HALIFAX -- Nova Scotia's government is providing funding for 15 additional specialists annually at Dalhousie University, with plans for most to be placed outside of Halifax.

The expansion will mean the annual number of spaces at the province's medical school will grow to 65, with the residents to spend up to five years training in their specialty.

The program is aiming to add the positions beginning in July.

Health Minister Randy Delorey said the expansion will provide service in communities in need of specialties such as youth psychiatry, palliative medicine and internal medicine.

"This addresses the treatment and delivery of specialized services. This helps manage workload for specialists in each of the disciplines," he said.

He estimated that up to 75 per cent of doctors in residency programs in Nova Scotia tend to stay in the province.

He estimated the annual cost at $1.5 million, noting the funding will fulfil a Liberal campaign pledge.

Delorey said the decision wasn't based on the risk that Saudi Arabian residents and specialists based in Nova Scotia may be recalled by the Saudi government over a diplomatic dispute with Canada.

That possibility arose last month, as the Saudis responded to the Canadian government's criticisms of its human rights record.

The specialist program for Dalhousie has been in planning for over a year.

Still, Delorey said if the Saudi Arabian government requires about 60 students who are in residency positions in Nova Scotia to return to their homeland, the new positions approved Wednesday will be helpful.

"Certainly our ... work and recognition of establishing these residency positions puts us in a better position when it comes to potential departures of Saudi residencies," he said.

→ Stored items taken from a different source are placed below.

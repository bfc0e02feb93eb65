use sqlx::postgres::PgPoolOptions;

pub mod models;
pub mod repositories;

pub type DbPool = sqlx::PgPool;

/// Create a connection pool from a database URL.
pub async fn create_pool(database_url: &str) -> Result<DbPool, sqlx::Error> {
    PgPoolOptions::new()
        .max_connections(20)
        .connect(database_url)
        .await
}

/// Round-trip a trivial query to verify connectivity.
pub async fn health_check(pool: &DbPool) -> Result<(), sqlx::Error> {
    sqlx::query_scalar::<_, i32>("SELECT 1")
        .fetch_one(pool)
        .await?;
    Ok(())
}

/// Apply all pending migrations from `db/migrations`.
pub async fn run_migrations(pool: &DbPool) -> Result<(), sqlx::migrate::MigrateError> {
    sqlx::migrate!("../../db/migrations").run(pool).await
}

Dr. David Anderson, the dean of medicine at Dalhousie, said he believes the increase will have a "positive and sustained impact" on specialist shortages, as it's expected within five years it will add up to 75 residents around the province.

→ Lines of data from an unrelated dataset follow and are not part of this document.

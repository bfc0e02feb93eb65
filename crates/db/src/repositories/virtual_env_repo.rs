//! Repository for the `virtual_environments` table.

use drover_core::types::DbId;
use sqlx::{PgConnection, PgPool};

use crate::models::virtual_env::VirtualEnv;

/// Column list for `virtual_environments` queries.
const COLUMNS: &str = "id, target_id, name, created_at, updated_at";

/// Provides access to the virtual environments of a target.
pub struct VirtualEnvRepo;

impl VirtualEnvRepo {
    /// All environments of a target, ordered by name.
    pub async fn list_for_target(
        pool: &PgPool,
        target_id: DbId,
    ) -> Result<Vec<VirtualEnv>, sqlx::Error> {
        let query = format!(
            "SELECT {COLUMNS} FROM virtual_environments WHERE target_id = $1 ORDER BY name ASC"
        );
        sqlx::query_as::<_, VirtualEnv>(&query)
            .bind(target_id)
            .fetch_all(pool)
            .await
    }

    pub async fn find_by_name(
        pool: &PgPool,
        target_id: DbId,
        name: &str,
    ) -> Result<Option<VirtualEnv>, sqlx::Error> {
        let query = format!(
            "SELECT {COLUMNS} FROM virtual_environments WHERE target_id = $1 AND name = $2"
        );
        sqlx::query_as::<_, VirtualEnv>(&query)
            .bind(target_id)
            .bind(name)
            .fetch_optional(pool)
            .await
    }

    /// Return the named environment, creating it if absent.
    pub async fn ensure(
        conn: &mut PgConnection,
        target_id: DbId,
        name: &str,
    ) -> Result<VirtualEnv, sqlx::Error> {
        // The no-op update makes RETURNING yield the existing row on conflict.
        let query = format!(
            "INSERT INTO virtual_environments (target_id, name) \
             VALUES ($1, $2) \
             ON CONFLICT (target_id, name) DO UPDATE SET name = EXCLUDED.name \
             RETURNING {COLUMNS}"
        );
        sqlx::query_as::<_, VirtualEnv>(&query)
            .bind(target_id)
            .bind(name)
            .fetch_one(conn)
            .await
    }

    /// Make the target's environment set equal to `names`.
    ///
    /// Environments not listed are deleted together with their libraries;
    /// listed ones that are missing are created. Runs in one transaction.
    pub async fn replace_for_target(
        pool: &PgPool,
        target_id: DbId,
        names: &[String],
    ) -> Result<(), sqlx::Error> {
        let mut tx = pool.begin().await?;

        sqlx::query(
            "DELETE FROM virtual_environments \
             WHERE target_id = $1 AND NOT (name = ANY($2::TEXT[]))",
        )
        .bind(target_id)
        .bind(names)
        .execute(&mut *tx)
        .await?;

        sqlx::query(
            "INSERT INTO virtual_environments (target_id, name) \
             SELECT $1, n FROM UNNEST($2::TEXT[]) AS n \
             ON CONFLICT (target_id, name) DO NOTHING",
        )
        .bind(target_id)
        .bind(names)
        .execute(&mut *tx)
        .await?;

        tx.commit().await?;
        Ok(())
    }

    /// Delete one environment and its libraries.
    ///
    /// Returns `true` if a row was removed.
    pub async fn delete_by_name(
        pool: &PgPool,
        target_id: DbId,
        name: &str,
    ) -> Result<bool, sqlx::Error> {
        let result =
            sqlx::query("DELETE FROM virtual_environments WHERE target_id = $1 AND name = $2")
                .bind(target_id)
                .bind(name)
                .execute(pool)
                .await?;
        Ok(result.rows_affected() > 0)
    }

    /// Delete every environment of a target. Returns the number removed.
    pub async fn delete_for_target(pool: &PgPool, target_id: DbId) -> Result<u64, sqlx::Error> {
        let result = sqlx::query("DELETE FROM virtual_environments WHERE target_id = $1")
            .bind(target_id)
            .execute(pool)
            .await?;
        Ok(result.rows_affected())
    }
}
/// Poll `check` until it returns `true` or five seconds pass.
pub async fn wait_until(mut check: impl FnMut() -> bool) {
    let deadline = tokio::time::Instant::now() + Duration::from_secs(5);
    while !check() {
        assert!(
            tokio::time::Instant::now() < deadline,
            "condition not reached within five seconds"
        );
        tokio::time::sleep(Duration::from_millis(20)).await;
    }
}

He said the plan is to arrange for the majority of the training at smaller centres outside of the major hospitals in Halifax.

Dr. Tim Holland, the president of Doctors Nova Scotia, said the announcement is a major benefit to patients around the province.

"Residents are front-line doctors and deliver a lot of important care," he said.

Holland said studies show most will stay in the province: "Where you train often indicates where you will end up practising."